H. Л. Гладыревский, уже тяжело больной, рассказывал нам 19 декабря 1969 года: «Миша очень мерз, и я ему отдал полушубок романовский. — Меня в нем в редакции не впускают — так он мне говорил вместо благодарности... А мне он отдал взамен пальто, в котором он приехал, черное, — как у немецких военнопленных. Этот полушубок мне достался в 15-м году: мы с одним товарищем — тогда мы были в лазарете, в Красном Кресте, — пошли в Офицерское экономическое общество и купили себе полушубки... Мне товарищ прислал потом в Москву, а я его Мише отдал, а он мне пальто, ветром подбитое. Когда я, знаете, зимой носил это пальто, у меня было впечатление, что я иду просто без пальто».
А вот описание совсем другой одежды, оставленное очевидцем жизни Булгакова тех же первых московских лет — в «Гудке»: «Сидит Булгаков в соседней комнате, но свой тулупчик он почему-то каждое утро приносит на нашу вешалку.
Сам Михаил Афанасьевич аттестует тулупчик так:
— Русский охабень. Мода конца семнадцатого столетия. В летописи в первый раз упоминается под 1377 годом. Сейчас у Мейерхольда в таких охабнях думные бояре со второго этажа падают» (И. Овчинников).
Татьяна Николаевна не помнила романовского полушубка, зато прекрасно помнила охабень — «Была шуба в виде ротонды, какие носили старики духовного звания. На енотовом меху, и воротник выворачивался наружу мехом, как у попов. Верх был синий, в рубчик. Она была длинная и без застежек — действительно, запахивалась и все. Это, наверно, была отцовская шуба. Может быть, мать прислала ему из Киева с кем-нибудь, а может быть, он сам привез в 1923 году...»

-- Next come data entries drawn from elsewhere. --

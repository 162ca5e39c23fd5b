/// Table holding one row per account
pub const USERS_TABLE: &str = "users";

/// Table holding one directional row per friendship
pub const FRIENDS_TABLE: &str = "friends";

pub const IGNORES_TABLE: &str = "ignores";

pub const FRIEND_REQUESTS_TABLE: &str = "friendRequests";

pub const VERIFICATIONS_TABLE: &str = "verifications";

/// Every table the export reads; a dump missing any of them is rejected
pub const REQUIRED_TABLES: [&str; 5] = [
    FRIEND_REQUESTS_TABLE,
    FRIENDS_TABLE,
    IGNORES_TABLE,
    USERS_TABLE,
    VERIFICATIONS_TABLE,
];

/// File name the Teiserver importer expects
pub const DEFAULT_OUTPUT_FILE: &str = "uberserver_export.json";

/// (id, username, password, salt, register_date, last_login, last_ip, last_id,
/// ingame_time, access, email, bot)
pub const USERS_ARITY: usize = 12;

/// (id, first_user, second_user, time)
pub const FRIENDS_ARITY: usize = 4;

/// (id, user, ignored, reason, time)
pub const IGNORES_ARITY: usize = 5;

/// (id, requester, requested, message, time)
pub const FRIEND_REQUESTS_ARITY: usize = 5;

/// (id, user, email, code, expiry, attempts, resends, use_delay, reason)
pub const VERIFICATIONS_ARITY: usize = 9;
use crate::config::{
    FRIENDS_TABLE, FRIEND_REQUESTS_TABLE, IGNORES_TABLE, REQUIRED_TABLES, USERS_TABLE,
    VERIFICATIONS_TABLE,
};
use crate::error::Result;
use crate::export;
use crate::links;
use crate::models::OutputDocument;
use crate::statements::TableInserts;
use crate::stats::MigrationStats;
use crate::tuples::{self, RawTuple};
use crate::users;
use std::fmt;
use tracing::info;

/// Completed pipeline stages, reported in this order
#[derive(Debug, Clone, Copy, PartialEq, Eq)]
pub enum Stage {
    Queries,
    Users,
    Friends,
    Ignores,
    Requests,
    Verifications,
}

impl Stage {
    pub fn marker(self) -> &'static str {
        match self {
            Stage::Queries => "Got queries",
            Stage::Users => "Built users",
            Stage::Friends => "Built friends",
            Stage::Ignores => "Built ignores",
            Stage::Requests => "Built requests",
            Stage::Verifications => "Built verifications",
        }
    }
}

impl fmt::Display for Stage {
    fn fmt(&self, f: &mut fmt::Formatter<'_>) -> fmt::Result {
        f.write_str(self.marker())
    }
}

#[derive(Debug)]
pub struct Migration {
    pub document: OutputDocument,
    pub stats: MigrationStats,
}

pub fn run(dump: &str) -> Result<Migration> {
    run_with_progress(dump, |_| {})
}

/// Runs every stage in order, calling `on_stage` after each one completes.
/// The first failing stage aborts the run.
pub fn run_with_progress(dump: &str, mut on_stage: impl FnMut(Stage)) -> Result<Migration> {
    let mut stats = MigrationStats::new();

    let inserts = TableInserts::extract(dump)?;
    inserts.require_all(&REQUIRED_TABLES)?;
    stats.insert_tables = inserts.table_count();
    on_stage(Stage::Queries);

    let rows = table_rows(&inserts, USERS_TABLE)?;
    let (registry, duplicated_emails) = users::build_users(&rows)?;
    on_stage(Stage::Users);

    let rows = table_rows(&inserts, FRIENDS_TABLE)?;
    let registry = links::link_friends(registry, &rows)?;
    stats.friend_rows = rows.len();
    on_stage(Stage::Friends);

    let rows = table_rows(&inserts, IGNORES_TABLE)?;
    let registry = links::link_ignores(registry, &rows)?;
    stats.ignore_rows = rows.len();
    on_stage(Stage::Ignores);

    let rows = table_rows(&inserts, FRIEND_REQUESTS_TABLE)?;
    let registry = links::link_friend_requests(registry, &rows)?;
    stats.request_rows = rows.len();
    on_stage(Stage::Requests);

    let rows = table_rows(&inserts, VERIFICATIONS_TABLE)?;
    let registry = links::link_verifications(registry, &rows)?;
    stats.verification_rows = rows.len();
    on_stage(Stage::Verifications);

    let document = export::build_document(registry, duplicated_emails);
    stats.record_document(&document);

    info!(
        users = stats.users,
        duplicated_emails = stats.duplicated_emails,
        "Pipeline complete"
    );

    Ok(Migration { document, stats })
}

fn table_rows<'a>(inserts: &TableInserts<'a>, table: &str) -> Result<Vec<RawTuple<'a>>> {
    let rows = tuples::decode_table(table, inserts.statements(table)?)?;
    info!(table, rows = rows.len(), "Decoded rows");
    Ok(rows)
}
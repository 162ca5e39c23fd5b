use serde::{Deserialize, Serialize};
use std::collections::BTreeMap;

/// Primary key of the source `users` table, kept as-is through the export
pub type UserId = u64;

/// All accounts keyed by their source id
pub type Registry = BTreeMap<UserId, UserRecord>;

#[derive(Debug, Clone, PartialEq, Eq, Serialize, Deserialize)]
pub struct UserRecord {
    pub username: String,
    #[serde(rename = "password")]
    pub password_hash: String,
    pub last_ip: String,
    /// Raw token, quotes included if the dump quoted it
    pub ingame_time: String,
    #[serde(rename = "access")]
    pub access_level: String,
    pub email: String,
    /// Raw token, never coerced to a boolean
    #[serde(rename = "bot")]
    pub bot_flag: String,
    pub friends: Vec<UserId>,
    pub ignores: Vec<UserId>,
    /// Senders of pending requests addressed to this user
    pub requests: Vec<UserId>,
    pub verification_code: Option<String>,
}

/// The document handed to the Teiserver importer
#[derive(Debug, Clone, PartialEq, Eq, Serialize, Deserialize)]
pub struct OutputDocument {
    pub users: Registry,
    pub duplicated_emails: Vec<String>,
}
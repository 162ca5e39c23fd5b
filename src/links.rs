//! Relationship passes that enrich an already-built registry.
//!
//! Each pass takes the registry by value and hands it back, so the pipeline
//! threads it explicitly from stage to stage. A row pointing at an id missing
//! from the registry aborts the run.

use crate::config::{
    FRIENDS_ARITY, FRIENDS_TABLE, FRIEND_REQUESTS_ARITY, FRIEND_REQUESTS_TABLE, IGNORES_ARITY,
    IGNORES_TABLE, VERIFICATIONS_ARITY, VERIFICATIONS_TABLE,
};
use crate::error::{MigrationError, Result};
use crate::models::{Registry, UserId, UserRecord};
use crate::tuples::{self, RawTuple};
use tracing::info;

fn user_mut<'r>(
    registry: &'r mut Registry,
    id: UserId,
    table: &str,
    row: usize,
) -> Result<&'r mut UserRecord> {
    registry
        .get_mut(&id)
        .ok_or_else(|| MigrationError::unknown_user(table, row, id))
}

fn require_user(registry: &Registry, id: UserId, table: &str, row: usize) -> Result<()> {
    if registry.contains_key(&id) {
        Ok(())
    } else {
        Err(MigrationError::unknown_user(table, row, id))
    }
}

/// Friendship is mutual: one `(first, second)` row links both users.
/// Repeated pairs are kept as repeated entries.
pub fn link_friends(mut registry: Registry, rows: &[RawTuple<'_>]) -> Result<Registry> {
    for tuple in rows {
        let [_id, first, second, _time] = tuple.fields::<FRIENDS_ARITY>(FRIENDS_TABLE)?;
        let first = tuples::parse_id(first, FRIENDS_TABLE, tuple.row)?;
        let second = tuples::parse_id(second, FRIENDS_TABLE, tuple.row)?;

        // Both ends must exist before either side is touched
        require_user(&registry, first, FRIENDS_TABLE, tuple.row)?;
        require_user(&registry, second, FRIENDS_TABLE, tuple.row)?;

        user_mut(&mut registry, first, FRIENDS_TABLE, tuple.row)?
            .friends
            .push(second);
        user_mut(&mut registry, second, FRIENDS_TABLE, tuple.row)?
            .friends
            .push(first);
    }

    info!(rows = rows.len(), "Friends linked");
    Ok(registry)
}

pub fn link_ignores(mut registry: Registry, rows: &[RawTuple<'_>]) -> Result<Registry> {
    for tuple in rows {
        let [_id, user, ignored, _reason, _time] = tuple.fields::<IGNORES_ARITY>(IGNORES_TABLE)?;
        let user = tuples::parse_id(user, IGNORES_TABLE, tuple.row)?;
        let ignored = tuples::parse_id(ignored, IGNORES_TABLE, tuple.row)?;

        require_user(&registry, ignored, IGNORES_TABLE, tuple.row)?;
        user_mut(&mut registry, user, IGNORES_TABLE, tuple.row)?
            .ignores
            .push(ignored);
    }

    info!(rows = rows.len(), "Ignores linked");
    Ok(registry)
}

/// Requests are recorded on the recipient, listing who is waiting for approval.
pub fn link_friend_requests(mut registry: Registry, rows: &[RawTuple<'_>]) -> Result<Registry> {
    for tuple in rows {
        let [_id, requester, requested, _message, _time] =
            tuple.fields::<FRIEND_REQUESTS_ARITY>(FRIEND_REQUESTS_TABLE)?;
        let requester = tuples::parse_id(requester, FRIEND_REQUESTS_TABLE, tuple.row)?;
        let requested = tuples::parse_id(requested, FRIEND_REQUESTS_TABLE, tuple.row)?;

        require_user(&registry, requester, FRIEND_REQUESTS_TABLE, tuple.row)?;
        user_mut(&mut registry, requested, FRIEND_REQUESTS_TABLE, tuple.row)?
            .requests
            .push(requester);
    }

    info!(rows = rows.len(), "Friend requests linked");
    Ok(registry)
}

/// Last row for a user wins, in source order.
///
/// The code is stored un-quoted, with `NULL` mapped to `None`. The old Python
/// converter emitted the raw SQL token instead (`"'abc'"`, or `"NULL"`), so
/// importers written against its output must not strip quotes again.
pub fn link_verifications(mut registry: Registry, rows: &[RawTuple<'_>]) -> Result<Registry> {
    for tuple in rows {
        let [_id, user, _email, code, _expiry, _attempts, _resends, _use_delay, _reason] =
            tuple.fields::<VERIFICATIONS_ARITY>(VERIFICATIONS_TABLE)?;
        let user = tuples::parse_id(user, VERIFICATIONS_TABLE, tuple.row)?;

        user_mut(&mut registry, user, VERIFICATIONS_TABLE, tuple.row)?.verification_code =
            tuples::optional_string(code);
    }

    info!(rows = rows.len(), "Verifications linked");
    Ok(registry)
}
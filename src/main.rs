use anyhow::{Context, Result};
use clap::Parser;
use std::path::PathBuf;
use std::process::ExitCode;
use std::time::Instant;
use tracing::{error, info, Level};
use tracing_subscriber::FmtSubscriber;
use uberport::{dump, export, pipeline};

#[global_allocator]
static GLOBAL: mimalloc::MiMalloc = mimalloc::MiMalloc;

#[derive(Parser)]
#[command(name = "uberport")]
#[command(about = "Convert an uberserver SQL dump into a Teiserver import document")]
struct Cli {
    /// Path to the uberserver SQL dump (.sql or .sql.bz2)
    input: PathBuf,

    /// Where to write the export document
    #[arg(short, long, default_value = uberport::config::DEFAULT_OUTPUT_FILE)]
    output: PathBuf,

    /// Indent the JSON output
    #[arg(long)]
    pretty: bool,

    /// Verbosity level (-v, -vv, -vvv)
    #[arg(short, long, action = clap::ArgAction::Count)]
    verbose: u8,
}

fn run(cli: Cli) -> Result<()> {
    let start = Instant::now();

    let text = dump::read_dump(&cli.input)?;
    let migration = pipeline::run_with_progress(&text, |stage| println!("{}", stage))
        .with_context(|| format!("Failed to convert dump: {}", cli.input.display()))?;

    export::write_document(&migration.document, &cli.output, cli.pretty)?;

    let stats = migration.stats;
    info!(
        duration_secs = start.elapsed().as_secs_f64(),
        "Conversion complete"
    );

    println!();
    println!("=== Summary ===");
    println!("Output:                {}", cli.output.display());
    println!("Total time:            {:.2}s", start.elapsed().as_secs_f64());
    println!();
    println!("INSERT tables:         {}", stats.insert_tables);
    println!("Users exported:        {}", stats.users);
    println!("Duplicated emails:     {}", stats.duplicated_emails);
    println!("Friendship rows:       {}", stats.friend_rows);
    println!("Ignore rows:           {}", stats.ignore_rows);
    println!("Friend request rows:   {}", stats.request_rows);
    println!("Verification rows:     {}", stats.verification_rows);
    println!("Pending verifications: {}", stats.pending_verifications);

    Ok(())
}

fn main() -> ExitCode {
    let cli = Cli::parse();

    let level = match cli.verbose {
        0 => Level::WARN,
        1 => Level::INFO,
        2 => Level::DEBUG,
        _ => Level::TRACE,
    };

    let subscriber = FmtSubscriber::builder()
        .with_max_level(level)
        .with_target(false)
        .finish();

    tracing::subscriber::set_global_default(subscriber).expect("Failed to set tracing subscriber");

    match run(cli) {
        Ok(()) => {
            info!("Completed successfully");
            ExitCode::SUCCESS
        }
        Err(e) => {
            error!("Error: {:#}", e);
            eprintln!("Error: {:#}", e);
            ExitCode::FAILURE
        }
    }
}
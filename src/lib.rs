//! Uberport: uberserver SQL dump to Teiserver account export
//!
//! This crate converts a MySQL dump of an uberserver database into the single
//! JSON document consumed by Teiserver's uberserver importer. The conversion is
//! one linear pipeline over an in-memory dump:
//!
//! 1. **Statement extraction** -- Split the dump into statements and index the
//!    `INSERT INTO` ones by table, concatenating repeated inserts
//! 2. **Tuple decoding** -- Tokenize each value list into rows of raw literals,
//!    tracking quote state and parenthesis depth
//! 3. **User building** -- Build the user registry and rename emails that are
//!    shared between accounts to `{username}_{email}`
//! 4. **Linking** -- Attach friends (mutual), ignores, pending friend requests
//!    and verification codes to the users they belong to
//! 5. **Export** -- Write `{users, duplicated_emails}` as JSON
//!
//! Any malformed statement, bad row, duplicate key or dangling user reference
//! aborts the run; no partial document is ever written.
//!
//! # Key Modules
//!
//! - [`statements`] -- Quote-aware statement splitting and INSERT indexing
//! - [`tuples`] -- Value-list tokenizer and literal helpers
//! - [`users`] -- User registry construction and email reconciliation
//! - [`links`] -- Friends, ignores, friend requests and verifications passes
//! - [`pipeline`] -- Stage ordering and progress reporting
//! - [`export`] -- JSON document output
//! - [`dump`] -- Dump loading with optional BZ2 decompression
//! - [`models`] -- Core data types (UserRecord, Registry, OutputDocument)
//! - [`error`] -- Error taxonomy
//! - [`stats`] -- Per-run counters
//! - [`config`] -- Table names and row shapes
//!
//! # Example Usage
//!
//! ```bash
//! # Convert a dump, writing uberserver_export.json in the current directory
//! uberport backup.sql
//!
//! # Compressed dump, custom output path, verbose logging
//! uberport backup.sql.bz2 -o export/uberserver_export.json -v
//! ```

pub mod config;
pub mod dump;
pub mod error;
pub mod export;
pub mod links;
pub mod models;
pub mod pipeline;
pub mod statements;
pub mod stats;
pub mod tuples;
pub mod users;
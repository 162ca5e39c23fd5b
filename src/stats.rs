use crate::models::OutputDocument;

/// Row and record counts collected over one run
#[derive(Debug, Default, Clone, PartialEq, Eq)]
pub struct MigrationStats {
    pub insert_tables: usize,
    pub users: usize,
    pub duplicated_emails: usize,
    pub friend_rows: usize,
    pub ignore_rows: usize,
    pub request_rows: usize,
    pub verification_rows: usize,
    /// Users left holding a verification code
    pub pending_verifications: usize,
}

impl MigrationStats {
    pub fn new() -> Self {
        Self::default()
    }

    /// Fills the counts that can be read back off the finished document.
    pub fn record_document(&mut self, document: &OutputDocument) {
        self.users = document.users.len();
        self.duplicated_emails = document.duplicated_emails.len();
        self.pending_verifications = document
            .users
            .values()
            .filter(|u| u.verification_code.is_some())
            .count();
    }
}

#[cfg(test)]
mod tests {
    use super::*;
    use crate::models::{Registry, UserRecord};

    fn user(code: Option<&str>) -> UserRecord {
        UserRecord {
            username: "u".to_string(),
            password_hash: "h".to_string(),
            last_ip: "ip".to_string(),
            ingame_time: "0".to_string(),
            access_level: "user".to_string(),
            email: "u@x.com".to_string(),
            bot_flag: "0".to_string(),
            friends: vec![],
            ignores: vec![],
            requests: vec![],
            verification_code: code.map(str::to_string),
        }
    }

    #[test]
    fn default_values_are_zero() {
        assert_eq!(
            MigrationStats::new(),
            MigrationStats {
                insert_tables: 0,
                users: 0,
                duplicated_emails: 0,
                friend_rows: 0,
                ignore_rows: 0,
                request_rows: 0,
                verification_rows: 0,
                pending_verifications: 0,
            }
        );
    }

    #[test]
    fn record_document_counts_users_and_dupes() {
        let mut users = Registry::new();
        users.insert(1, user(Some("c")));
        users.insert(2, user(None));
        let document = OutputDocument {
            users,
            duplicated_emails: vec!["u@x.com".to_string()],
        };

        let mut stats = MigrationStats::new();
        stats.record_document(&document);
        assert_eq!(stats.users, 2);
        assert_eq!(stats.duplicated_emails, 1);
        assert_eq!(stats.pending_verifications, 1);
    }
}
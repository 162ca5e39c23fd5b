//! Error types for the export pipeline.

use crate::models::UserId;
use thiserror::Error;

pub type Result<T> = std::result::Result<T, MigrationError>;

/// Every way the pipeline can reject a dump. None of them are recoverable:
/// the operator fixes the source data and re-runs.
#[derive(Error, Debug, Clone, PartialEq, Eq)]
pub enum MigrationError {
    /// Statement starts with `INSERT INTO` but carries no backtick-quoted table name
    #[error("Malformed INSERT statement (no table name): {snippet}")]
    MalformedStatement { snippet: String },

    /// Value list could not be tokenized, or a row has the wrong shape
    #[error("Failed to decode row {row} of table {table}: {message}")]
    TupleDecode {
        table: String,
        row: usize,
        message: String,
    },

    /// Two rows in `users` share a primary key
    #[error("Duplicate user id {id} in table {table}")]
    DuplicateKey { table: String, id: UserId },

    /// A relationship row points at an id that is not in the registry
    #[error("Row {row} of table {table} references unknown user id {id}")]
    UnknownUserReference {
        table: String,
        row: usize,
        id: UserId,
    },

    /// A required table has no INSERT statement in the dump
    #[error("Required table {0} not found in dump")]
    MissingTable(String),

    /// Usernames must be unique for the email rename to be collision free
    #[error("Username {username} is used by both user {first} and user {second}")]
    DuplicateUsername {
        username: String,
        first: UserId,
        second: UserId,
    },

    /// A renamed email landed on an address another account already owns
    #[error("Email {email} of user {id} collides with another account after renaming")]
    EmailCollision { email: String, id: UserId },
}

impl MigrationError {
    pub fn tuple_decode(table: impl Into<String>, row: usize, message: impl Into<String>) -> Self {
        MigrationError::TupleDecode {
            table: table.into(),
            row,
            message: message.into(),
        }
    }

    pub fn unknown_user(table: impl Into<String>, row: usize, id: UserId) -> Self {
        MigrationError::UnknownUserReference {
            table: table.into(),
            row,
            id,
        }
    }
}
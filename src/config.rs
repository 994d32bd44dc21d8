use std::env;

#[derive(Debug, Clone)]
pub struct Config {
    pub database_url: String,
    pub database_max_connections: u32,
    pub redis_url: String,
    pub jwt_secret: String,
    pub webhook_secret: String,
    pub host: String,
    pub port: u16,
    pub allowed_origins: Vec<String>,

    // Caching and limits
    pub user_cache_ttl_secs: usize,
    pub vote_rate_limit_per_hour: u32,
    pub review_rate_limit_per_hour: u32,

    // Counter reconciliation
    pub reconcile_interval_secs: u64,
}

impl Config {
    pub fn from_env() -> Result<Self, env::VarError> {
        Ok(Self {
            database_url: env::var("DATABASE_URL")?,
            database_max_connections: env::var("DATABASE_MAX_CONNECTIONS")
                .ok()
                .and_then(|v| v.parse().ok())
                .unwrap_or(20),
            redis_url: env::var("REDIS_URL")
                .unwrap_or_else(|_| "redis://localhost:6379".to_string()),
            jwt_secret: env::var("JWT_SECRET")?,
            webhook_secret: env::var("WEBHOOK_SECRET")?,
            host: env::var("HOST").unwrap_or_else(|_| "0.0.0.0".to_string()),
            port: env::var("PORT")
                .unwrap_or_else(|_| "3000".to_string())
                .parse()
                .unwrap_or(3000),
            allowed_origins: env::var("ALLOWED_ORIGINS")
                .unwrap_or_else(|_| "http://localhost:3000".to_string())
                .split(',')
                .map(|s| s.trim().to_string())
                .filter(|s| !s.is_empty())
                .collect(),

            user_cache_ttl_secs: env::var("USER_CACHE_TTL_SECS")
                .ok()
                .and_then(|v| v.parse().ok())
                .unwrap_or(3600),
            vote_rate_limit_per_hour: env::var("VOTE_RATE_LIMIT_PER_HOUR")
                .ok()
                .and_then(|v| v.parse().ok())
                .unwrap_or(100),
            review_rate_limit_per_hour: env::var("REVIEW_RATE_LIMIT_PER_HOUR")
                .ok()
                .and_then(|v| v.parse().ok())
                .unwrap_or(10),

            reconcile_interval_secs: env::var("RECONCILE_INTERVAL_SECS")
                .ok()
                .and_then(|v| v.parse().ok())
                .unwrap_or(300),
        })
    }
}
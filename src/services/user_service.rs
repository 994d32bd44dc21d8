use std::collections::HashMap;

use sqlx::PgPool;
use uuid::Uuid;

use crate::{
    error::Result,
    models::{ReviewAuthor, User, UserProfile},
    redis::RedisClient,
};

fn user_cache_key(external_id: &str) -> String {
    format!("user:{}", external_id)
}

pub async fn get_user_by_external_id(db: &PgPool, external_id: &str) -> Result<Option<User>> {
    let user = sqlx::query_as::<_, User>("SELECT * FROM users WHERE external_id = $1")
        .bind(external_id)
        .fetch_optional(db)
        .await?;

    Ok(user)
}

/// Looks the user up in Redis first and falls back to Postgres, caching the
/// result. Soft-deleted users are never returned.
pub async fn get_active_user_cached(
    db: &PgPool,
    redis: &RedisClient,
    external_id: &str,
    ttl_seconds: usize,
) -> Result<Option<User>> {
    let key = user_cache_key(external_id);

    if let Some(cached) = redis.cache_get(&key).await? {
        match serde_json::from_str::<User>(&cached) {
            Ok(user) if user.is_active() => return Ok(Some(user)),
            Ok(_) => return Ok(None),
            Err(e) => {
                tracing::warn!("Discarding unreadable cached user {}: {}", external_id, e);
                redis.cache_delete(&key).await?;
            }
        }
    }

    let Some(user) = get_user_by_external_id(db, external_id).await? else {
        return Ok(None);
    };

    redis
        .cache_set(&key, &serde_json::to_string(&user)?, ttl_seconds)
        .await?;

    Ok(user.is_active().then_some(user))
}

pub async fn invalidate_user_cache(redis: &RedisClient, external_id: &str) -> Result<()> {
    redis.cache_delete(&user_cache_key(external_id)).await
}

/// Creates the user or refreshes its profile. A previously soft-deleted user
/// is restored.
pub async fn upsert_user(db: &PgPool, profile: &UserProfile) -> Result<User> {
    let now = chrono::Utc::now();

    let user = sqlx::query_as::<_, User>(
        r#"
        INSERT INTO users (id, external_id, email, first_name, last_name, image_url, created_at, updated_at)
        VALUES ($1, $2, $3, $4, $5, $6, $7, $7)
        ON CONFLICT (external_id)
        DO UPDATE SET
            email = EXCLUDED.email,
            first_name = EXCLUDED.first_name,
            last_name = EXCLUDED.last_name,
            image_url = EXCLUDED.image_url,
            updated_at = EXCLUDED.updated_at,
            deleted_at = NULL
        RETURNING *
        "#,
    )
    .bind(Uuid::new_v4())
    .bind(&profile.external_id)
    .bind(&profile.email)
    .bind(&profile.first_name)
    .bind(&profile.last_name)
    .bind(&profile.image_url)
    .bind(now)
    .fetch_one(db)
    .await?;

    Ok(user)
}

pub async fn soft_delete_user(db: &PgPool, external_id: &str) -> Result<Option<User>> {
    let user = sqlx::query_as::<_, User>(
        r#"
        UPDATE users
        SET deleted_at = COALESCE(deleted_at, NOW()), updated_at = NOW()
        WHERE external_id = $1
        RETURNING *
        "#,
    )
    .bind(external_id)
    .fetch_optional(db)
    .await?;

    Ok(user)
}

/// Author summaries for a page of reviews, keyed by user id.
pub async fn get_review_authors(
    db: &PgPool,
    author_ids: &[Uuid],
) -> Result<HashMap<Uuid, ReviewAuthor>> {
    if author_ids.is_empty() {
        return Ok(HashMap::new());
    }

    let users = sqlx::query_as::<_, User>("SELECT * FROM users WHERE id = ANY($1)")
        .bind(author_ids)
        .fetch_all(db)
        .await?;

    Ok(users
        .into_iter()
        .map(|user| {
            (
                user.id,
                ReviewAuthor {
                    id: user.id,
                    email: user.email,
                    first_name: user.first_name,
                    image_url: user.image_url,
                },
            )
        })
        .collect())
}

Эту шубу вспоминают многие, описывая ее каждый на свой лад. В. Катаев утверждает в своих газетных воспоминаниях о Булгакове, что тот однажды пришел в редакцию «Накануне» в этой шубе, одетой прямо на пижаму, — и тут же упоминает, что сам Булгаков этот эпизод возмущенно отрицал; отрицала саму возможность этого эпизода и Татьяна Николаевна. Это — черты легенды о провинциале, не вписывающемся в столичную жизнь.
На фотографии, помещенной в «Рупоре», Булгаков — в блузе с отложным воротником — толстовке.
«Одет он был, конечно, прескверно, шапчонка эта военная прескверная, без кокарды, конечно, и вот этот похабень (так называла Татьяна Николаевна). Еще во Владикавказе ему сшили толстовку из сурового льняного полотна — с карманами накладными, с поясом. Дома у него была пижама — Костя подарил ему заграничную — ему родители часто присылали посылки из Японии (подарок этот был сделан, видимо, вскоре по приезде, поскольку не позже, чем в начале ноября 1921 Костя, двоюродный брат Булгакова, уехал в Киев, а затем за границу. —
Синеглазый немножко играл роль известного русского писателя, даже, может быть, классика, и дома ходил в полосатой байковой пижаме, стянутой сзади резинкой, что не скрывало его стройной фигуры, и, конечно, в растоптанных шлепанцах.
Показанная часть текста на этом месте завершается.